India’s Muslim emperors waged war for political and economic reasons and not just religious ones, often fought other Muslim rulers, and did not always impose discriminatory taxes on non-Muslims, several historians have underlined.
They have contested the portrayal of the Delhi sultans and Mughal emperors as communal and intolerant in a Class VIII textbook of the NCERT and cited evidence of inclusive governance by them.
The newly released social science book, Exploring Society: India and Beyond, says Central Asian invaders wanted to spread their religion in India and imposed the discriminatory jizya tax on non-Muslims, which incentivised conversion to Islam. It says this period witnessed much religious intolerance.
Heramb Chaturvedi, retired history professor from Allahabad University, said that if non-Muslims had to pay the jizya, Muslims had to pay the zakat (an obligatory form of charity).
The elderly, women, children and the physically or mentally challenged were exempt from the jizya. Also, non-Muslims were engaged in services to the State.
"The Islamic law, Sharia, sanctions five types of taxes: kharaj or land-revenue; khums, a tax charged on wealth gained from mining or war booty; an irrigation tax; the jizya; and the zakat,” Chaturvedi said.
"For the jizya, the male population was divided into three classes — the upper classes paid 48 rupees or dirhams a year, the middle classes paid 24 and the lower classes, 12. Whereas zakat, a tax that Muslims paid, was 2.5 per cent of their wealth. Because the non-Muslims paid the jizya, their religious rights were protected."
Chaturvedi said there should be no Hindu-Muslim binary in understanding the medieval period. Akbar fought Rana Pratap, the Hindu ruler of Mewar, and also Chand Bibi, the Muslim ruler of Ahmednagar. The Mughals fought the Shia Muslim rulers of the Deccan as well as the Marathas.
"The entire revenue was largely managed by Hindus during the Mughal period," he said.
Pankaj Jha, professor of history at Lady Shri Ram College, Delhi, who specialises in medieval India, said the information available on the jizya was extremely messy.
References to the jizya in Persian sources are infrequent and made in passing, he said. Nor is the term used exclusively in the sense of a discriminatory tax on non-Muslims.
"In many such cases, the word is used to refer simply to taxes in general, though this might not always be the case. Even if some of these rulers wanted to impose a discriminatory tax, they would probably have found it very difficult to do so," Jha said.
He added: "So, interpreting these texts without philological anchoring can be extremely misleading."

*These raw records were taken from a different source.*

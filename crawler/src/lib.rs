use anyhow::Result;
use lazy_static::lazy_static;
use reqwest::{header, Client, Url};
use scraper::{Html, Selector};
use sift_core::{Crawler, Error, RawDocument};
use std::collections::{HashMap, HashSet, VecDeque};
use std::future::Future;
use std::time::Duration;
use tokio::sync::mpsc;
use tokio::task::JoinSet;
use tokio_util::sync::CancellationToken;
use tracing::{debug, info, warn};

mod dir;

pub use dir::DirCrawler;

lazy_static! {
    static ref LINKS: Selector = Selector::parse("a[href]").expect("valid selector");
}

#[derive(Debug, Clone)]
pub struct CrawlOptions {
    /// Link hops followed from a seed. Seeds are depth 0.
    pub max_depth: usize,
    /// Maximum number of documents to emit
    pub max_pages: usize,
    /// Concurrent fetches
    pub concurrency: usize,
    pub timeout_secs: u64,
    pub user_agent: String,
    /// Only follow links that stay on the host of the page they were found on
    pub same_host_only: bool,
    /// Pages fetched per host
    pub max_per_host: usize,
    pub max_body_bytes: usize,
}

impl Default for CrawlOptions {
    fn default() -> Self {
        Self {
            max_depth: 2,
            max_pages: 10_000,
            concurrency: 5,
            timeout_secs: 12,
            user_agent: "sift-bot/0.1".to_string(),
            same_host_only: true,
            max_per_host: 10_000,
            max_body_bytes: 2 * 1024 * 1024,
        }
    }
}

/// Breadth-first HTML crawler. Pages that fail to fetch, are not `text/html`,
/// or are too large are logged and skipped.
pub struct HttpCrawler {
    client: Client,
    seeds: Vec<Url>,
    options: CrawlOptions,
}

impl HttpCrawler {
    pub fn new(seeds: Vec<Url>, options: CrawlOptions) -> Result<Self> {
        let client = Client::builder()
            .user_agent(options.user_agent.clone())
            .redirect(reqwest::redirect::Policy::limited(5))
            .timeout(Duration::from_secs(options.timeout_secs))
            .build()?;
        Ok(Self { client, seeds, options })
    }

    /// Parse a seed, defaulting to https when no scheme is given.
    pub fn parse_seed(s: &str) -> Result<Url> {
        Ok(Url::parse(s).or_else(|_| Url::parse(&format!("https://{s}")))?)
    }
}

struct FetchedPage {
    body: Vec<u8>,
    content_type: String,
    links: Vec<Url>,
}

impl Crawler for HttpCrawler {
    fn crawl(
        self,
        out: mpsc::Sender<RawDocument>,
        cancel: CancellationToken,
    ) -> impl Future<Output = sift_core::Result<()>> + Send {
        async move {
            let HttpCrawler { client, seeds, options } = self;
            if seeds.is_empty() {
                return Err(Error::Crawler("no valid seeds".into()));
            }
            info!(
                seeds = seeds.len(),
                max_depth = options.max_depth,
                max_pages = options.max_pages,
                concurrency = options.concurrency,
                same_host_only = options.same_host_only,
                "crawler starting"
            );

            let mut frontier: VecDeque<(Url, usize)> = seeds.into_iter().map(|u| (u, 0)).collect();
            let mut seen: HashSet<String> = HashSet::new();
            let mut per_host: HashMap<String, usize> = HashMap::new();
            let mut inflight = JoinSet::new();
            let mut emitted = 0usize;

            loop {
                while inflight.len() < options.concurrency.max(1) && emitted + inflight.len() < options.max_pages {
                    let Some((url, depth)) = frontier.pop_front() else { break };
                    if !seen.insert(norm(&url)) {
                        continue;
                    }
                    if let Some(host) = url.host_str() {
                        let fetched = per_host.entry(host.to_string()).or_insert(0);
                        if *fetched >= options.max_per_host {
                            continue;
                        }
                        *fetched += 1;
                    }
                    let client = client.clone();
                    let max_body = options.max_body_bytes;
                    inflight.spawn(async move {
                        let page = fetch_page(&client, &url, max_body).await;
                        (url, depth, page)
                    });
                }

                let joined = tokio::select! {
                    _ = cancel.cancelled() => break,
                    joined = inflight.join_next() => joined,
                };
                let Some(joined) = joined else { break };
                let (url, depth, page) = match joined {
                    Ok(done) => done,
                    Err(e) => {
                        warn!(error = %e, "fetch task failed");
                        continue;
                    }
                };
                let page = match page {
                    Ok(p) => p,
                    Err(e) => {
                        warn!(error = %e, "skipping page");
                        continue;
                    }
                };

                if depth < options.max_depth {
                    for link in page.links {
                        if options.same_host_only && link.host_str() != url.host_str() {
                            continue;
                        }
                        if !seen.contains(&norm(&link)) {
                            frontier.push_back((link, depth + 1));
                        }
                    }
                }

                let doc = RawDocument { url: norm(&url), content: page.body, content_type: page.content_type };
                tokio::select! {
                    _ = cancel.cancelled() => break,
                    sent = out.send(doc) => {
                        if sent.is_err() {
                            break;
                        }
                    }
                }
                emitted += 1;
                debug!(url = %url, depth, "emitted page");
                if emitted % 100 == 0 {
                    info!(emitted, visited = seen.len(), frontier = frontier.len(), "progress");
                }
            }

            inflight.abort_all();
            info!(
                emitted,
                visited = seen.len(),
                frontier = frontier.len(),
                cancelled = cancel.is_cancelled(),
                "crawler done"
            );
            Ok(())
        }
    }
}

async fn fetch_page(client: &Client, url: &Url, max_body: usize) -> sift_core::Result<FetchedPage> {
    let fail = |reason: String| Error::Fetch { url: url.to_string(), reason };
    let resp = client.get(url.clone()).send().await.map_err(|e| fail(e.to_string()))?;
    if !resp.status().is_success() {
        return Err(fail(format!("status {}", resp.status())));
    }
    let content_type = resp
        .headers()
        .get(header::CONTENT_TYPE)
        .and_then(|v| v.to_str().ok())
        .unwrap_or_default()
        .to_ascii_lowercase();
    if !content_type.starts_with("text/html") {
        return Err(fail(format!("unsupported content type {content_type:?}")));
    }
    let bytes = resp.bytes().await.map_err(|e| fail(e.to_string()))?;
    if bytes.len() > max_body {
        return Err(fail(format!("body too large ({} bytes)", bytes.len())));
    }
    let links = extract_links(url, &String::from_utf8_lossy(&bytes));
    Ok(FetchedPage { body: bytes.to_vec(), content_type, links })
}

/// Absolute http(s) targets of every `<a href>` in `body`, without fragments.
pub fn extract_links(base: &Url, body: &str) -> Vec<Url> {
    let doc = Html::parse_document(body);
    doc.select(&LINKS)
        .filter_map(|a| a.value().attr("href"))
        .filter_map(|h| base.join(h).ok())
        .filter(|u| matches!(u.scheme(), "http" | "https"))
        .map(|mut u| {
            u.set_fragment(None);
            u
        })
        .collect()
}

fn norm(u: &Url) -> String {
    let mut s = u.clone();
    s.set_fragment(None);
    s.to_string()
}

#[cfg(test)]
mod tests {
    use super::*;

    #[test]
    fn links_are_resolved_against_the_page() {
        let base = Url::parse("https://example.com/docs/index.html").unwrap();
        let body = r##"<a href="/about">a</a><a href="guide.html#intro">b</a>
            <a href="mailto:me@example.com">c</a><a href="https://other.org/x">d</a><a>e</a>"##;
        let links: Vec<String> = extract_links(&base, body).into_iter().map(String::from).collect();
        assert_eq!(
            links,
            vec!["https://example.com/about", "https://example.com/docs/guide.html", "https://other.org/x"]
        );
    }

    #[test]
    fn seeds_default_to_https() {
        assert_eq!(HttpCrawler::parse_seed("example.com").unwrap().as_str(), "https://example.com/");
        assert_eq!(HttpCrawler::parse_seed("http://example.com/a").unwrap().as_str(), "http://example.com/a");
    }

    #[test]
    fn norm_drops_fragments() {
        let u = Url::parse("https://example.com/a#b").unwrap();
        assert_eq!(norm(&u), "https://example.com/a");
    }
}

Jha said younger minds should be made aware of the challenges that face a historian trying to read texts composed several centuries ago in languages that now look archaic.

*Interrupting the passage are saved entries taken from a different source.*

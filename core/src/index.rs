use crate::{DocumentId, Term};
use parking_lot::RwLock;
use std::collections::{HashMap, HashSet};
use std::sync::Arc;

/// Occurrence counts of each term in one document. Zero counts are never stored.
#[derive(Debug, Clone, Default, PartialEq, Eq)]
pub struct TermFrequencies(HashMap<Term, u64>);

impl TermFrequencies {
    pub fn from_terms<I, T>(terms: I) -> Self
    where
        I: IntoIterator<Item = T>,
        T: Into<Term>,
    {
        let mut counts: HashMap<Term, u64> = HashMap::new();
        for t in terms {
            *counts.entry(t.into()).or_insert(0) += 1;
        }
        Self(counts)
    }

    /// Build from stored (term, count) pairs; repeated terms are summed.
    pub fn from_counts<I: IntoIterator<Item = (Term, u64)>>(pairs: I) -> Self {
        let mut counts: HashMap<Term, u64> = HashMap::new();
        for (t, c) in pairs {
            if c > 0 {
                *counts.entry(t).or_insert(0) += c;
            }
        }
        Self(counts)
    }

    pub fn count(&self, term: &str) -> u64 { self.0.get(term).copied().unwrap_or(0) }
    pub fn len(&self) -> usize { self.0.len() }
    pub fn is_empty(&self) -> bool { self.0.is_empty() }
    pub fn iter(&self) -> impl Iterator<Item = (&str, u64)> + '_ {
        self.0.iter().map(|(t, c)| (t.as_str(), *c))
    }
}

#[derive(Debug, Clone, PartialEq)]
pub struct Document {
    pub id: DocumentId,
    pub url: String,
    pub term_freq: TermFrequencies,
}

impl Document {
    pub fn new<I, T>(id: DocumentId, url: impl Into<String>, terms: I) -> Self
    where
        I: IntoIterator<Item = T>,
        T: Into<Term>,
    {
        Self { id, url: url.into(), term_freq: TermFrequencies::from_terms(terms) }
    }
}

/// `ln(1 + count)`
pub fn tf_weight(count: u64) -> f64 { (count as f64).ln_1p() }

/// `ln((N + 1) / (df + 1))`: zero when the term is in every document.
pub fn idf_weight(corpus_size: usize, df: usize) -> f64 {
    ((corpus_size as f64 + 1.0) / (df as f64 + 1.0)).ln()
}

/// Shared inverted index. Corpus and postings sit behind separate locks; any
/// operation touching both takes corpus first, then postings.
#[derive(Default)]
pub struct InvertedIndex {
    corpus: RwLock<HashMap<DocumentId, Arc<Document>>>,
    postings: RwLock<HashMap<Term, HashSet<DocumentId>>>,
}

impl InvertedIndex {
    pub fn new() -> Self { Self::default() }

    /// Count `terms` and insert the document. Returns false if the id was already indexed.
    pub fn add_document<I, T>(&self, id: DocumentId, url: &str, terms: I) -> bool
    where
        I: IntoIterator<Item = T>,
        T: Into<Term>,
    {
        self.insert(Document::new(id, url, terms)).is_some()
    }

    /// Insert a prepared document. Returns the stored document only when it was new.
    pub fn insert(&self, doc: Document) -> Option<Arc<Document>> {
        let mut corpus = self.corpus.write();
        if corpus.contains_key(&doc.id) {
            return None;
        }
        let mut postings = self.postings.write();
        for (term, _) in doc.term_freq.iter() {
            postings.entry(term.to_string()).or_default().insert(doc.id.clone());
        }
        let doc = Arc::new(doc);
        corpus.insert(doc.id.clone(), Arc::clone(&doc));
        Some(doc)
    }

    /// Take a document back out, dropping terms left without postings.
    pub fn remove(&self, id: &DocumentId) -> Option<Arc<Document>> {
        let mut corpus = self.corpus.write();
        let doc = corpus.remove(id)?;
        let mut postings = self.postings.write();
        for (term, _) in doc.term_freq.iter() {
            if let Some(ids) = postings.get_mut(term) {
                ids.remove(id);
                if ids.is_empty() {
                    postings.remove(term);
                }
            }
        }
        Some(doc)
    }

    pub fn term_frequency(&self, term: &str, id: &DocumentId) -> f64 {
        let count = self.corpus.read().get(id).map_or(0, |d| d.term_freq.count(term));
        tf_weight(count)
    }

    pub fn inverse_document_frequency(&self, term: &str) -> f64 {
        let corpus = self.corpus.read();
        let postings = self.postings.read();
        idf_weight(corpus.len(), postings.get(term).map_or(0, HashSet::len))
    }

    pub fn corpus_size(&self) -> usize { self.corpus.read().len() }

    pub fn term_count(&self) -> usize { self.postings.read().len() }

    pub fn document_frequency(&self, term: &str) -> usize {
        self.postings.read().get(term).map_or(0, HashSet::len)
    }

    pub fn contains(&self, id: &DocumentId) -> bool { self.corpus.read().contains_key(id) }

    pub fn document(&self, id: &DocumentId) -> Option<Arc<Document>> {
        self.corpus.read().get(id).cloned()
    }

    /// Posting set of `term` with each document's count for it.
    pub fn postings(&self, term: &str) -> Vec<(DocumentId, u64)> {
        let corpus = self.corpus.read();
        let postings = self.postings.read();
        let Some(ids) = postings.get(term) else { return Vec::new() };
        ids.iter()
            .filter_map(|id| corpus.get(id).map(|d| (id.clone(), d.term_freq.count(term))))
            .collect()
    }

    /// Every term with its postings, for writing the reverse index.
    pub fn term_records(&self) -> Vec<(Term, Vec<(DocumentId, u64)>)> {
        let corpus = self.corpus.read();
        let postings = self.postings.read();
        postings
            .iter()
            .map(|(term, ids)| {
                let list = ids
                    .iter()
                    .filter_map(|id| corpus.get(id).map(|d| (id.clone(), d.term_freq.count(term))))
                    .collect();
                (term.clone(), list)
            })
            .collect()
    }

    pub fn documents(&self) -> Vec<Arc<Document>> { self.corpus.read().values().cloned().collect() }
}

"Attempts at simplifying these narratives and drawing lazy conclusions out of them run the risk of dumbing down the discipline of history itself. That, in this case, it is also probably a handmaiden to paranoid politics is doubly unfortunate," Jha said.
Maya John, assistant professor of history at the Jesus & Mary College, Delhi, too said that many of the Muslim rulers fought other Muslim rulers and often sided with non-Muslim political actors.
She emphasised the "economic and political motives" behind "the various invasions, raids and empire-building efforts of the medieval era".
"It is unfortunate that the new social science book reduces this complexity to solely religious bigotry," she said.
"This is historically inaccurate and adversely impacts the understanding of our future citizenry about the country's medieval past and leaves them ill-informed about the otherwise rich social mosaic and syncretism that existed in the said period."
John said that after the initial invasions, the medieval rulers developed their roots within the local social milieu, and generally avoided imposing the jizya.